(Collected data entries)
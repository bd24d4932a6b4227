//! Report structures returned by the statement aggregator

use chrono::NaiveDate;
use serde::{Deserialize, Serialize};

use crate::period::DateRange;
use crate::types::StatementSection;

/// Kind of report
#[derive(Debug, Clone, Copy, PartialEq, Eq, Serialize, Deserialize)]
#[serde(rename_all = "snake_case")]
pub enum ReportKind {
    IncomeStatement,
    BalanceSheet,
    CashFlow,
    GeneralLedger,
    TrialBalance,
}

impl ReportKind {
    pub fn title(&self) -> &'static str {
        match self {
            ReportKind::IncomeStatement => "Income Statement",
            ReportKind::BalanceSheet => "Balance Sheet",
            ReportKind::CashFlow => "Cash Flow Statement",
            ReportKind::GeneralLedger => "General Ledger",
            ReportKind::TrialBalance => "Trial Balance",
        }
    }
}

impl std::str::FromStr for ReportKind {
    type Err = String;
    fn from_str(s: &str) -> Result<Self, Self::Err> {
        match s.to_lowercase().replace('-', "_").as_str() {
            "income_statement" | "income" => Ok(ReportKind::IncomeStatement),
            "balance_sheet" | "balance" => Ok(ReportKind::BalanceSheet),
            "cash_flow" | "cashflow" => Ok(ReportKind::CashFlow),
            "general_ledger" | "ledger" => Ok(ReportKind::GeneralLedger),
            "trial_balance" => Ok(ReportKind::TrialBalance),
            _ => Err(format!("Invalid report kind: {}", s)),
        }
    }
}

impl std::fmt::Display for ReportKind {
    fn fmt(&self, f: &mut std::fmt::Formatter<'_>) -> std::fmt::Result {
        match self {
            ReportKind::IncomeStatement => write!(f, "income_statement"),
            ReportKind::BalanceSheet => write!(f, "balance_sheet"),
            ReportKind::CashFlow => write!(f, "cash_flow"),
            ReportKind::GeneralLedger => write!(f, "general_ledger"),
            ReportKind::TrialBalance => write!(f, "trial_balance"),
        }
    }
}

/// Posted entry reduced to the figures a statement needs
#[derive(Debug, Clone, PartialEq, Serialize, Deserialize)]
pub struct StatementEntry {
    pub entry_id: String,
    pub entry_name: String,
    pub entry_date: Option<NaiveDate>,
    pub section: StatementSection,
    pub debit: f64,
    pub credit: f64,
}

impl StatementEntry {
    /// Net movement magnitude, |debit - credit|
    pub fn magnitude(&self) -> f64 {
        (self.debit - self.credit).abs()
    }

    /// Signed movement, debit positive
    pub fn signed(&self) -> f64 {
        self.debit - self.credit
    }
}

/// One row of a report section
#[derive(Debug, Clone, PartialEq, Serialize, Deserialize)]
pub struct ReportLine {
    pub entry_id: String,
    pub label: String,
    pub date: Option<NaiveDate>,
    pub amount: f64,
    /// Share of the section total, 0 when the total is 0
    pub percentage: f64,
}

/// Bucket of lines with its total. Empty sections total zero.
#[derive(Debug, Clone, PartialEq, Serialize, Deserialize)]
pub struct ReportSection {
    pub key: String,
    pub title: String,
    pub lines: Vec<ReportLine>,
    pub total: f64,
}

impl ReportSection {
    pub fn is_empty(&self) -> bool {
        self.lines.is_empty()
    }
}

/// Derived figure shown under the sections
#[derive(Debug, Clone, PartialEq, Serialize, Deserialize)]
pub struct SummaryRow {
    pub key: String,
    pub label: String,
    pub amount: f64,
    /// Display emphasis for the bottom line
    pub is_net: bool,
}

impl SummaryRow {
    pub fn new(key: &str, label: &str, amount: f64) -> Self {
        Self {
            key: key.to_string(),
            label: label.to_string(),
            amount,
            is_net: false,
        }
    }

    pub fn net(key: &str, label: &str, amount: f64) -> Self {
        Self {
            is_net: true,
            ..Self::new(key, label, amount)
        }
    }
}

#[derive(Debug, Clone, PartialEq, Serialize, Deserialize)]
pub struct IncomeStatement {
    pub period: Option<DateRange>,
    pub revenue: ReportSection,
    pub cost_of_sales: ReportSection,
    pub operating_expenses: ReportSection,
    pub other_income: ReportSection,
    pub financing_costs: ReportSection,
    pub total_revenue: f64,
    pub total_cost_of_sales: f64,
    pub gross_profit: f64,
    pub total_operating_expenses: f64,
    pub operating_profit: f64,
    pub total_other_income: f64,
    pub total_financing_costs: f64,
    pub net_income: f64,
    pub summary: Vec<SummaryRow>,
}

#[derive(Debug, Clone, PartialEq, Serialize, Deserialize)]
pub struct BalanceSheet {
    pub period: Option<DateRange>,
    pub current_assets: ReportSection,
    pub non_current_assets: ReportSection,
    pub current_liabilities: ReportSection,
    pub non_current_liabilities: ReportSection,
    pub equity: ReportSection,
    pub total_assets: f64,
    pub total_liabilities: f64,
    pub total_equity: f64,
    /// total_assets - (total_liabilities + total_equity); zero for a consistent ledger
    pub balance_check: f64,
    pub summary: Vec<SummaryRow>,
}

impl BalanceSheet {
    /// Diagnostic only, nothing enforces it
    pub fn is_consistent(&self, tolerance: f64) -> bool {
        self.balance_check.abs() < tolerance
    }
}

#[derive(Debug, Clone, PartialEq, Serialize, Deserialize)]
pub struct CashFlowStatement {
    pub period: Option<DateRange>,
    pub operating: ReportSection,
    pub investing: ReportSection,
    pub financing: ReportSection,
    pub cash_from_operating: f64,
    pub cash_from_investing: f64,
    pub cash_from_financing: f64,
    pub net_cash_flow: f64,
    pub summary: Vec<SummaryRow>,
}

/// One posting in an account's ledger
#[derive(Debug, Clone, PartialEq, Serialize, Deserialize)]
pub struct LedgerPosting {
    pub entry_id: String,
    pub entry_name: String,
    pub date: Option<NaiveDate>,
    pub description: String,
    pub debit: f64,
    pub credit: f64,
    /// Cumulative debit - credit up to and including this posting
    pub running_balance: f64,
}

#[derive(Debug, Clone, PartialEq, Serialize, Deserialize)]
pub struct LedgerAccount {
    pub account_id: String,
    pub account_number: String,
    pub account_name: String,
    pub postings: Vec<LedgerPosting>,
    pub total_debit: f64,
    pub total_credit: f64,
    /// Sum of debit - credit over the account's postings
    pub total: f64,
}

#[derive(Debug, Clone, PartialEq, Serialize, Deserialize)]
pub struct GeneralLedger {
    pub period: Option<DateRange>,
    pub accounts: Vec<LedgerAccount>,
}

#[derive(Debug, Clone, PartialEq, Serialize, Deserialize)]
pub struct TrialBalanceRow {
    pub account_id: String,
    pub account_number: String,
    pub account_name: String,
    pub debit: f64,
    pub credit: f64,
    pub balance: f64,
}

#[derive(Debug, Clone, PartialEq, Serialize, Deserialize)]
pub struct TrialBalance {
    pub period: Option<DateRange>,
    pub rows: Vec<TrialBalanceRow>,
    pub total_debit: f64,
    pub total_credit: f64,
    pub is_balanced: bool,
}

/// Any generated report
#[derive(Debug, Clone, PartialEq, Serialize, Deserialize)]
#[serde(tag = "report", rename_all = "snake_case")]
pub enum Report {
    IncomeStatement(IncomeStatement),
    BalanceSheet(BalanceSheet),
    CashFlow(CashFlowStatement),
    GeneralLedger(GeneralLedger),
    TrialBalance(TrialBalance),
}

impl Report {
    pub fn kind(&self) -> ReportKind {
        match self {
            Report::IncomeStatement(_) => ReportKind::IncomeStatement,
            Report::BalanceSheet(_) => ReportKind::BalanceSheet,
            Report::CashFlow(_) => ReportKind::CashFlow,
            Report::GeneralLedger(_) => ReportKind::GeneralLedger,
            Report::TrialBalance(_) => ReportKind::TrialBalance,
        }
    }
}
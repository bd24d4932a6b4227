//! Error types for ledgerdesk-api

use axum::http::StatusCode;
use axum::response::{IntoResponse, Response};
use axum::Json;
use serde::Serialize;
use thiserror::Error;

use ledgerdesk_core::error::{ErrorCategory, ErrorCode};
use ledgerdesk_core::{CoreError, CoreResult, DefaultErrorLogger, ErrorContext, ErrorLogger, RequestContext};

#[derive(Error, Debug)]
pub enum ApiError {
    #[error("Bad request: {message}")]
    BadRequest { message: String },

    #[error("{source}")]
    Core {
        source: CoreError,
        /// Caller and operation the failure is logged under
        context: ErrorContext,
    },
}

impl From<CoreError> for ApiError {
    fn from(source: CoreError) -> Self {
        ApiError::Core {
            source,
            context: ErrorContext::new("api"),
        }
    }
}

/// Tag a core failure with the caller that triggered it
pub trait ForCaller<T> {
    fn for_caller(self, ctx: &RequestContext, operation: &str) -> ApiResult<T>;
}

impl<T> ForCaller<T> for CoreResult<T> {
    fn for_caller(self, ctx: &RequestContext, operation: &str) -> ApiResult<T> {
        self.map_err(|source| ApiError::Core {
            source,
            context: ErrorContext::for_request(operation, ctx),
        })
    }
}

/// JSON body of every error response
#[derive(Debug, Serialize)]
pub struct ErrorBody {
    pub code: String,
    #[serde(skip_serializing_if = "Option::is_none")]
    pub category: Option<ErrorCategory>,
    pub message: String,
    #[serde(skip_serializing_if = "Vec::is_empty")]
    pub errors: Vec<String>,
    #[serde(skip_serializing_if = "Vec::is_empty")]
    pub suggestions: Vec<String>,
}

impl ApiError {
    pub fn bad_request(message: impl Into<String>) -> Self {
        ApiError::BadRequest {
            message: message.into(),
        }
    }

    pub fn status(&self) -> StatusCode {
        match self {
            ApiError::BadRequest { .. } => StatusCode::BAD_REQUEST,
            ApiError::Core { source: error, .. } => match (error.category(), error.code()) {
                (_, ErrorCode::AccountNotFound | ErrorCode::EntryNotFound) => StatusCode::NOT_FOUND,
                (ErrorCategory::Validation, _) => StatusCode::UNPROCESSABLE_ENTITY,
                (ErrorCategory::Integrity, _) => StatusCode::CONFLICT,
                (ErrorCategory::Transient, _) => StatusCode::SERVICE_UNAVAILABLE,
                (ErrorCategory::Internal, _) => StatusCode::INTERNAL_SERVER_ERROR,
            },
        }
    }

    pub fn body(&self) -> ErrorBody {
        match self {
            ApiError::BadRequest { .. } => ErrorBody {
                code: "BAD_REQUEST".to_string(),
                category: None,
                message: self.to_string(),
                errors: vec![],
                suggestions: vec![],
            },
            ApiError::Core { source: error, .. } => {
                let details = error.to_details();
                ErrorBody {
                    code: details.code.to_string(),
                    category: Some(details.category),
                    message: details.message,
                    errors: details.errors,
                    suggestions: details.suggestions,
                }
            }
        }
    }
}

impl IntoResponse for ApiError {
    fn into_response(self) -> Response {
        match &self {
            ApiError::Core { source, context } => DefaultErrorLogger.log_error(source, context),
            ApiError::BadRequest { .. } => log::debug!(target: "ledgerdesk::api", "{}", self),
        }
        (self.status(), Json(self.body())).into_response()
    }
}

pub type ApiResult<T> = Result<T, ApiError>;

WORK INSTRUCTIONS - Your response should contain each line of the entries above that holds the string "magnitude".

RESPONSE -
    /// Net movement magnitude, |debit - credit|
    pub fn magnitude(&self) -> f64 {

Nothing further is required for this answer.